Jeeveshu Ahluwalia says he is always critical about himself which helps improve his comedy acts.

Published: 17th August 2019 08:48 AM  |   Last Updated: 17th August 2019 08:48 AM   |  A+A-

Jeeveshu Ahluwalia

Jeeveshu Ahluwalia

Express News Service

It is not every day that you debut on the silver screen in a movie directed by Imtiaz Ali with Ranbir Kapoor and Deepika Padukone. This was Tamasha. And then Mudassar Aziz spots you and offers a role in Happy Phir Bhaag Jayegi.

He juggles with different roles - he acts in TV serials and has done a number of TV commercials as being a voice-over artist and is a TEDx speaker Jeeveshu Ahluwalia says stand-up comedy has always been his first love.

The winner of Radio Mirchi Comedy Ka King 2014, Ahluwalia’s stand-up videos as well as comedy sketches on YouTube have garnered over 22 million views. 

“I was always the funny guy who offered those few light moments during busy and tense job schedules or family get-togethers which can get boring at times,” he says.

So Ahluwalia, who began his professional career as a door-to-door salesman in 1996, quit his job of 16 years to pursue stand-up comedy. 

“I had gone to watch a comedy show and midway, asked the organiser if I could perform for a few minutes.

This was March 2013 and I was at the Mind Café, Cross Point Mall in Gurugram,” he says. Though the place has since shut shop, it opened new doors for Ahluwalia.

“I decided to quit my job and devoted a year to this artform. I thought if nothing happened during these 365 days, I will return to my job,” he says. But he never had to!

The stand-up comedian has done over 2,000 shows all over India as well as in China, Spain, Malaysia, Bahrain, Italy, Thailand, Dubai, Doha, Singapore, Philippines and Australia.

With at least 10 stand-up shows a month, he has a busy schedule today but life was not always the same. “The first year was difficult. There were times when there was no work and no money.

But I had to keep at it. Somehow, having no security cover worked well for me. It pressurised me to perform more and better,” he says.

The perfect script

It’s like raising a child–there is no free time.
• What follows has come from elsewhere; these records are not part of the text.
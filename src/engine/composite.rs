//! Loop and batch nodes. Both run their inner canvas once per iteration in
//! a child scope; a suspended iteration is kept in the composite's pending
//! state and continued on the next dispatch.

use std::collections::BTreeMap;
use std::sync::Arc;

use futures_util::StreamExt;
use serde_json::{Map, Value};
use tracing::{debug, info};

use crate::canvas::{BatchConfig, BlockValue, LoopConfig, LoopType, Node};
use crate::engine::executor::{
    Dispatched, Frame, LoopSignal, RunCtx, ScopeOutcome, WorkflowEngine,
};
use crate::engine::policy;
use crate::engine::resolve::{Env, resolve_params, resolve_source};
use crate::engine::scope::{CompositeState, Graph, PendingNode, ScopeState};
use crate::error::{FlowError, FlowResult};

/// Upper bound on iterations of any loop, including infinite ones.
pub const MAX_LOOP_ITERATIONS: usize = 1000;

/// Iterations an array-driven composite runs: the shortest list input.
fn iteration_count(input: &Map<String, Value>) -> usize {
    input
        .values()
        .filter_map(Value::as_array)
        .map(Vec::len)
        .min()
        .unwrap_or(0)
}

/// Variables bound under the composite's ID for iteration `index`.
fn iteration_vars(
    input: &Map<String, Value>,
    index: usize,
    variables: &Map<String, Value>,
) -> Map<String, Value> {
    let mut vars = Map::new();
    let mut first_item = None;
    for (name, value) in input {
        let bound = match value {
            Value::Array(items) => {
                let item = items.get(index).cloned().unwrap_or(Value::Null);
                first_item.get_or_insert_with(|| item.clone());
                item
            }
            other => other.clone(),
        };
        vars.insert(name.clone(), bound);
    }
    if let Some(item) = first_item {
        vars.entry("item").or_insert(item);
    }
    for (k, v) in variables {
        vars.insert(k.clone(), v.clone());
    }
    vars
}

/// Values of an iteration's output params that point at inner blocks.
fn collect_iteration(node: &Node, state: &ScopeState, frame: &Frame) -> Value {
    let env = Env::child(&frame.env, state.outputs.clone());
    let mut out = Map::new();
    for param in &node.data.output_params {
        if let Some(BlockValue::Ref(r)) = &param.input.value
            && r.block_id != node.id
        {
            out.insert(param.name.clone(), resolve_source(&param.input, &env));
        }
    }
    Value::Object(out)
}

/// Composite output: one list per inner-block param in `order`, and the
/// final value for params that reference the composite's own variables.
fn aggregate(
    node: &Node,
    state: &CompositeState,
    order: &[usize],
    env: &Arc<Env>,
) -> Map<String, Value> {
    let own = Env::child(
        env,
        BTreeMap::from([(node.id.clone(), Value::Object(state.variables.clone()))]),
    );
    let mut output = Map::new();
    for param in &node.data.output_params {
        let value = match &param.input.value {
            Some(BlockValue::Ref(r)) if r.block_id == node.id => {
                resolve_source(&param.input, &own)
            }
            _ => Value::Array(
                order
                    .iter()
                    .filter_map(|i| state.results.get(i))
                    .map(|r| r.get(&param.name).cloned().unwrap_or(Value::Null))
                    .collect(),
            ),
        };
        output.insert(param.name.clone(), value);
    }
    output
}

fn invalid_config(node: &Node, err: serde_json::Error) -> FlowError {
    FlowError::NodeRuntime {
        node_id: node.id.clone(),
        message: format!("invalid config: {}", err),
    }
}

impl WorkflowEngine {
    /// Run loop iterations one after another until the count is reached,
    /// a Break fires, or an iteration suspends.
    pub(crate) async fn run_loop(
        &self,
        ctx: &RunCtx,
        node: &Node,
        pending: Option<PendingNode>,
        env: &Arc<Env>,
        frame: &Frame,
    ) -> FlowResult<Dispatched> {
        let cfg: LoopConfig = node.config().map_err(|e| invalid_config(node, e))?;
        let mut cs = match pending {
            Some(PendingNode::Composite(c)) => c,
            _ => CompositeState {
                input: resolve_params(&node.data.inputs, env),
                variables: resolve_params(&node.data.loop_variables, env),
                ..Default::default()
            },
        };
        let total = match cfg.loop_type {
            LoopType::Array => Some(iteration_count(&cs.input)),
            LoopType::Count => Some(
                cfg.loop_count
                    .or_else(|| cs.input.get("loopCount").and_then(Value::as_u64))
                    .unwrap_or(0) as usize,
            ),
            LoopType::Infinite => None,
        };
        let graph = Graph::new(&node.blocks, &node.edges);
        let input = Some(Value::Object(cs.input.clone()));

        while !cs.broken {
            let index = cs.next_index;
            if total.is_some_and(|t| index >= t) {
                break;
            }
            if index >= MAX_LOOP_ITERATIONS {
                return Err(FlowError::NodeRuntime {
                    node_id: node.id.clone(),
                    message: format!("loop exceeded {} iterations", MAX_LOOP_ITERATIONS),
                });
            }

            let scope = cs.iterations.remove(&index).unwrap_or_default();
            let vars = iteration_vars(&cs.input, index, &cs.variables);
            let iter_frame = frame.iteration(env, node, index, vars);
            match self.run_scope(ctx, &graph, scope, &iter_frame).await? {
                ScopeOutcome::Completed { state, signal } => {
                    if signal == Some(LoopSignal::Break) {
                        debug!(node_id = %node.id, index, "Loop break");
                        cs.broken = true;
                    } else {
                        cs.results
                            .insert(index, collect_iteration(node, &state, &iter_frame));
                        cs.completion_order.push(index);
                    }
                    for (k, v) in state.assignments {
                        cs.variables.insert(k, v);
                    }
                    cs.next_index += 1;
                }
                ScopeOutcome::Suspended(state) => {
                    self.announce_interrupts(ctx).await?;
                    cs.iterations.insert(index, state);
                    return Ok(Dispatched::suspended(PendingNode::Composite(cs), input));
                }
            }
        }

        info!(node_id = %node.id, iterations = cs.results.len(), "Loop complete");
        let order: Vec<usize> = cs.results.keys().copied().collect();
        let output = aggregate(node, &cs, &order, env);
        Ok(Dispatched::done(output, policy::success_port(node, None), input))
    }

    /// Run batch iterations with bounded concurrency. Output lists follow
    /// completion order.
    pub(crate) async fn run_batch(
        &self,
        ctx: &RunCtx,
        node: &Node,
        pending: Option<PendingNode>,
        env: &Arc<Env>,
        frame: &Frame,
    ) -> FlowResult<Dispatched> {
        let cfg: BatchConfig = node.config().map_err(|e| invalid_config(node, e))?;
        let mut cs = match pending {
            Some(PendingNode::Composite(c)) => c,
            _ => CompositeState {
                input: resolve_params(&node.data.inputs, env),
                ..Default::default()
            },
        };
        let mut total = iteration_count(&cs.input);
        if let Some(max) = cfg.batch_size {
            total = total.min(max);
        }
        let concurrency = cfg
            .concurrent_size
            .unwrap_or(self.config().default_batch_concurrency)
            .max(1);
        let graph = Graph::new(&node.blocks, &node.edges);

        let mut suspended = std::mem::take(&mut cs.iterations);
        let todo: Vec<(usize, ScopeState)> = (0..total)
            .filter(|i| !cs.results.contains_key(i))
            .map(|i| (i, suspended.remove(&i).unwrap_or_default()))
            .collect();
        debug!(node_id = %node.id, total, remaining = todo.len(), concurrency, "Running batch");

        let no_vars = Map::new();
        let graph = &graph;
        let items = &cs.input;
        let finished: Vec<(usize, Frame, FlowResult<ScopeOutcome>)> =
            futures_util::stream::iter(todo.into_iter().map(|(index, scope)| {
                let iter_frame = frame.iteration(env, node, index, iteration_vars(items, index, &no_vars));
                async move {
                    let outcome = match self.run_scope(ctx, graph, scope, &iter_frame).await {
                        Ok(ScopeOutcome::Suspended(state)) => self
                            .announce_interrupts(ctx)
                            .await
                            .map(|()| ScopeOutcome::Suspended(state)),
                        other => other,
                    };
                    (index, iter_frame, outcome)
                }
            }))
            .buffer_unordered(concurrency)
            .collect()
            .await;

        let mut failure = None;
        for (index, iter_frame, outcome) in finished {
            match outcome {
                Ok(ScopeOutcome::Completed { state, .. }) => {
                    cs.results
                        .insert(index, collect_iteration(node, &state, &iter_frame));
                    cs.completion_order.push(index);
                }
                Ok(ScopeOutcome::Suspended(state)) => {
                    cs.iterations.insert(index, state);
                }
                Err(e) => {
                    failure.get_or_insert(e);
                }
            }
        }
        if let Some(e) = failure {
            return Err(e);
        }

        let input = Some(Value::Object(cs.input.clone()));
        if !cs.iterations.is_empty() {
            return Ok(Dispatched::suspended(PendingNode::Composite(cs), input));
        }

        info!(node_id = %node.id, iterations = cs.results.len(), "Batch complete");
        let output = aggregate(node, &cs, &cs.completion_order, env);
        Ok(Dispatched::done(output, policy::success_port(node, None), input))
    }
}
One has to keep writing.

There are times when what you think is a great joke doesn’t click with audiences and times when an absolutely lame joke evokes huge laughter.

Ahluwalia writes what he observes around him but there are five topics he steers clear off – caste, creed, religion, sex and politics. “I like people being comfortable during my shows and not get offended by any of my words.

I want people to go back happy. There are enough reasons for being unhappy in life,” he says in a sombre tone.

Life being a funny guy 

It’s not easy at all. People expect you to be cracking jokes always. But that’s unrealistic.

A stand-up comedian too has a daily life which includes mundane chores. Plus there is a constant hard work behind that one hour on stage.

“Stand-up comedy is a singular, self-obsessed art form. Life is isolated. But it works well for me. I get to travel business class, stay at great hotels and visit all over the world for the shows,” he says. 

His own worst critic

One thing which he never lets set in is complacency. He is never 100 per cent happy with his shows and is pretty critical about himself which he says helps improve his acts.

“If I don’t criticise myself, others will and I wouldn’t like that,” he says.

The Indian scene

Stand-up has been just 10-year-old concept in India. There are hardly a hundred stand-up comedians in a population of over 1.3 billion.

“This is a brilliant time to be a stand-up. But you have to keep working on your act, and deliver what the audience is looking for,” says Jeeveshu who will perform at Radisson Blu Paschim Vihar today.